The following code sample can be read as: at position 1 of the array, remove 0 elements and insert b. const arr = ['a', 'c', 'd', 'e']; arr.splice(1, 0, 'b'); console.log(arr); // ['a', 'b', 'c', 'd', 'e']
- slice: returns a shallow copy of an array from a specified start position and before a specified end position. If no end position is specified, the rest of the array is returned. Importantly, this method does not modify the array in place but rather returns the desired subset.
const arr = ['a', 'b', 'c', 'd', 'e']; const sliced = arr.slice(2, 4); console.log(sliced); // ['c', 'd'] console.log(arr); // ['a', 'b', 'c', 'd', 'e']
- sort: sorts an array based on the provided function which takes a first element and second element argument. Modifies the array in place. If the function returns negative or 0, the order remains unchanged.
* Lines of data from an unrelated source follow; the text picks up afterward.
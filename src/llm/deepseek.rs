//! DeepSeek API 客户端（OpenAI 兼容格式）
//!
//! - Base URL: https://api.deepseek.com
//! - 模型: deepseek-chat (常规对话), deepseek-reasoner (思考模式)

use crate::llm::OpenAiClient;

pub const DEEPSEEK_BASE_URL: &str = "https://api.deepseek.com";
pub const DEEPSEEK_CHAT: &str = "deepseek-chat";
pub const DEEPSEEK_REASONER: &str = "deepseek-reasoner";

/// 创建 DeepSeek 客户端
///
/// - 优先使用环境变量 `DEEPSEEK_API_KEY`
/// - 模型可通过 `model` 参数或 `DEEPSEEK_MODEL` 环境变量指定；路由决策对格式要求高，默认 `deepseek-chat`
pub fn create_deepseek_client(model: Option<&str>) -> OpenAiClient {
    let api_key = std::env::var("DEEPSEEK_API_KEY")
        .ok()
        .or_else(|| std::env::var("OPENAI_API_KEY").ok())
        .unwrap_or_else(|| "sk-placeholder".to_string());

    let model = model
        .map(String::from)
        .or_else(|| std::env::var("DEEPSEEK_MODEL").ok())
        .unwrap_or_else(|| DEEPSEEK_CHAT.to_string());

    OpenAiClient::new(Some(DEEPSEEK_BASE_URL), &model, Some(api_key.as_str()))
}
//! Mock LLM 与 Mock Oracle（用于测试与本地演示，无需 API）
//!
//! - MockLlmClient：按顺序回放预置回复，用尽后回显最后一条 User 消息
//! - ScriptedOracle：按顺序返回预置决策，并记录每次请求（确定性桩）
//! - MockOracle：按允许的形态给出固定决策，用于无 API Key 时跑通整张图

use std::collections::VecDeque;
use std::sync::Mutex;

use async_trait::async_trait;
use tokio::sync::Mutex as AsyncMutex;

use crate::core::AgentError;
use crate::llm::{Decision, DecisionOracle, DecisionRequest, DecisionShape, LlmClient};
use crate::memory::{Message, Role};

fn last_user(messages: &[Message]) -> &str {
    messages
        .iter()
        .rev()
        .find(|m| m.role == Role::User)
        .map(|m| m.content.as_str())
        .unwrap_or("(no input)")
}

/// Mock 客户端：回放预置回复
#[derive(Debug, Default)]
pub struct MockLlmClient {
    replies: Mutex<VecDeque<String>>,
}

impl MockLlmClient {
    pub fn with_replies(replies: Vec<String>) -> Self {
        Self {
            replies: Mutex::new(replies.into()),
        }
    }
}

#[async_trait]
impl LlmClient for MockLlmClient {
    async fn complete(&self, messages: &[Message]) -> Result<String, String> {
        let next = self
            .replies
            .lock()
            .map_err(|e| e.to_string())?
            .pop_front();
        Ok(next.unwrap_or_else(|| {
            serde_json::json!({
                "kind": "answer",
                "content": format!("Echo from Mock: {}", last_user(messages)),
            })
            .to_string()
        }))
    }
}

/// 脚本化 Oracle：依次返回预置决策，脚本用尽时返回 LlmError
#[derive(Default)]
pub struct ScriptedOracle {
    script: AsyncMutex<VecDeque<Decision>>,
    requests: AsyncMutex<Vec<DecisionRequest>>,
}

impl ScriptedOracle {
    pub fn new(script: Vec<Decision>) -> Self {
        Self {
            script: AsyncMutex::new(script.into()),
            requests: AsyncMutex::new(Vec::new()),
        }
    }

    /// 已收到的全部请求（按顺序）
    pub async fn requests(&self) -> Vec<DecisionRequest> {
        self.requests.lock().await.clone()
    }

    pub async fn remaining(&self) -> usize {
        self.script.lock().await.len()
    }
}

#[async_trait]
impl DecisionOracle for ScriptedOracle {
    async fn decide(&self, request: &DecisionRequest) -> Result<Decision, AgentError> {
        self.requests.lock().await.push(request.clone());
        self.script.lock().await.pop_front().ok_or_else(|| {
            AgentError::LlmError(format!("script exhausted at {}", request.agent))
        })
    }
}

/// 固定策略 Oracle：能直接回复就回复（回显用户输入），否则选第一个路由，否则直接回答
#[derive(Debug, Default)]
pub struct MockOracle;

#[async_trait]
impl DecisionOracle for MockOracle {
    async fn decide(&self, request: &DecisionRequest) -> Result<Decision, AgentError> {
        let echo = format!("Echo from Mock: {}", last_user(&request.messages));
        if request.allows(DecisionShape::RespondToUser) {
            return Ok(Decision::RespondToUser {
                thought: "mock".to_string(),
                response: echo,
            });
        }
        if request.allows(DecisionShape::Route) {
            if let Some(route) = request.routes.first() {
                return Ok(Decision::Route {
                    thought: "mock".to_string(),
                    route: route.clone(),
                });
            }
        }
        if request.allows(DecisionShape::Answer) {
            return Ok(Decision::Answer { content: echo });
        }
        Err(AgentError::LlmError(format!(
            "mock oracle cannot satisfy {}",
            request.agent
        )))
    }
}

#[cfg(test)]
mod tests {
    use super::*;

    #[tokio::test]
    async fn test_mock_llm_replays_then_echoes() {
        let llm = MockLlmClient::with_replies(vec!["first".into()]);
        let msgs = vec![Message::user("hello")];
        assert_eq!(llm.complete(&msgs).await.unwrap(), "first");
        assert!(llm.complete(&msgs).await.unwrap().contains("Echo from Mock: hello"));
    }

    #[tokio::test]
    async fn test_scripted_oracle_records_and_exhausts() {
        let oracle = ScriptedOracle::new(vec![Decision::Answer { content: "x".into() }]);
        let req = DecisionRequest::new("a", vec![]).allow(&[DecisionShape::Answer]);
        assert!(oracle.decide(&req).await.is_ok());
        assert!(matches!(oracle.decide(&req).await, Err(AgentError::LlmError(_))));
        assert_eq!(oracle.requests().await.len(), 2);
        assert_eq!(oracle.remaining().await, 0);
    }

    #[tokio::test]
    async fn test_mock_oracle_picks_allowed_shape() {
        let req = DecisionRequest::new("orchestrator_agent", vec![Message::user("hi")])
            .allow(&[DecisionShape::Route])
            .with_routes(vec!["Accounts".into()]);
        assert_eq!(
            MockOracle.decide(&req).await.unwrap(),
            Decision::Route { thought: "mock".into(), route: "Accounts".into() }
        );

        let req = DecisionRequest::new("Billing_agent", vec![Message::user("hi")])
            .allow(&[DecisionShape::Delegate, DecisionShape::RespondToUser]);
        assert!(matches!(
            MockOracle.decide(&req).await.unwrap(),
            Decision::RespondToUser { ref response, .. } if response == "Echo from Mock: hi"
        ));
    }
}
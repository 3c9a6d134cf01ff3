//! 组合后的 Agent 图
//!
//! 节点表 + 合法转移边 + Topic -> 子图入口映射 + 构图时固定的通道集合。
//! 调度器每步前都用 check_transition 校验 Agent 返回的目标是否在拓扑内。

use std::collections::{BTreeMap, BTreeSet};
use std::sync::Arc;

use crate::agents::{ExecutorAgent, MemoryAgent, MemoryStage, OrchestratorAgent, PlannerAgent};
use crate::core::{AgentError, ConversationState};
use crate::graph::{Goto, NodeId, Step};
use crate::llm::DecisionOracle;

/// 图节点：记忆 Agent 的三个阶段共享同一个 Agent 实例
pub enum AgentNode {
    Orchestrator(OrchestratorAgent),
    Planner(PlannerAgent),
    Executor(ExecutorAgent),
    Memory {
        agent: Arc<MemoryAgent>,
        stage: MemoryStage,
    },
}

impl AgentNode {
    pub fn kind(&self) -> &'static str {
        match self {
            AgentNode::Orchestrator(_) => "orchestrator",
            AgentNode::Planner(_) => "planner",
            AgentNode::Executor(_) => "executor",
            AgentNode::Memory { .. } => "memory",
        }
    }

    pub async fn step(
        &self,
        state: &ConversationState,
        oracle: &dyn DecisionOracle,
    ) -> Result<Step, AgentError> {
        match self {
            AgentNode::Orchestrator(agent) => agent.step(state, oracle).await,
            AgentNode::Planner(agent) => agent.step(state, oracle).await,
            AgentNode::Executor(agent) => agent.step(state, oracle).await,
            AgentNode::Memory { agent, stage } => agent.step(*stage, state, oracle).await,
        }
    }
}

pub struct AgentGraph {
    pub(crate) nodes: BTreeMap<NodeId, AgentNode>,
    pub(crate) edges: BTreeMap<NodeId, BTreeSet<NodeId>>,
    /// Topic 名 -> 子图入口（该 Topic 的记忆 Agent）
    pub(crate) subgraphs: BTreeMap<String, NodeId>,
    pub(crate) entry: NodeId,
    pub(crate) channels: Vec<String>,
}

impl AgentGraph {
    pub fn entry(&self) -> &str {
        &self.entry
    }

    pub fn node(&self, id: &str) -> Result<&AgentNode, AgentError> {
        self.nodes
            .get(id)
            .ok_or_else(|| AgentError::UnknownNode(id.to_string()))
    }

    pub fn node_ids(&self) -> impl Iterator<Item = &str> {
        self.nodes.keys().map(String::as_str)
    }

    pub fn contains(&self, id: &str) -> bool {
        self.nodes.contains_key(id)
    }

    /// 构图时创建的全部 Agent 通道（不含全局通道）
    pub fn channels(&self) -> &[String] {
        &self.channels
    }

    pub fn topics(&self) -> impl Iterator<Item = &str> {
        self.subgraphs.keys().map(String::as_str)
    }

    /// 把转移目标解析为具体节点；End 返回 None
    pub fn resolve(&self, goto: &Goto) -> Result<Option<NodeId>, AgentError> {
        match goto {
            Goto::End => Ok(None),
            Goto::Node(id) if self.contains(id) => Ok(Some(id.clone())),
            Goto::Node(id) => Err(AgentError::UnknownNode(id.clone())),
            Goto::Subgraph(topic) => self
                .subgraphs
                .get(topic)
                .cloned()
                .map(Some)
                .ok_or_else(|| AgentError::UnknownRoute(topic.clone())),
        }
    }

    pub fn check_transition(&self, from: &str, to: &str) -> Result<(), AgentError> {
        if self.edges.get(from).is_some_and(|targets| targets.contains(to)) {
            Ok(())
        } else {
            Err(AgentError::IllegalTransition {
                from: from.to_string(),
                to: to.to_string(),
            })
        }
    }

    /// 新会话的初始状态：每个通道为空
    pub fn initial_state(&self) -> ConversationState {
        ConversationState::with_channels(self.channels.iter().cloned())
    }

    /// 文本形式的拓扑：入口、节点（含类型）、边
    pub fn describe(&self) -> String {
        let mut out = format!("entry -> {}\n", self.entry);
        for (id, node) in &self.nodes {
            out.push_str(&format!("node {} [{}]\n", id, node.kind()));
        }
        for (from, targets) in &self.edges {
            for to in targets {
                out.push_str(&format!("{} -> {}\n", from, to));
            }
        }
        out
    }
}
If positive, the element order is switched.
const arr = [1, 7, 3, -1, 5, 7, 2]; const sorter = (firstEl, secondEl) => firstEl - secondEl; arr.sort(sorter); console.log(arr); // [-1, 1, 2, 3, 5, 7, 7]
Phew, did you catch all of that? Neither did I. In fact, I had to reference the MDN docs a lot while writing this - and that's okay! Just knowing what kind of methods are out there with get you 95% of the way there.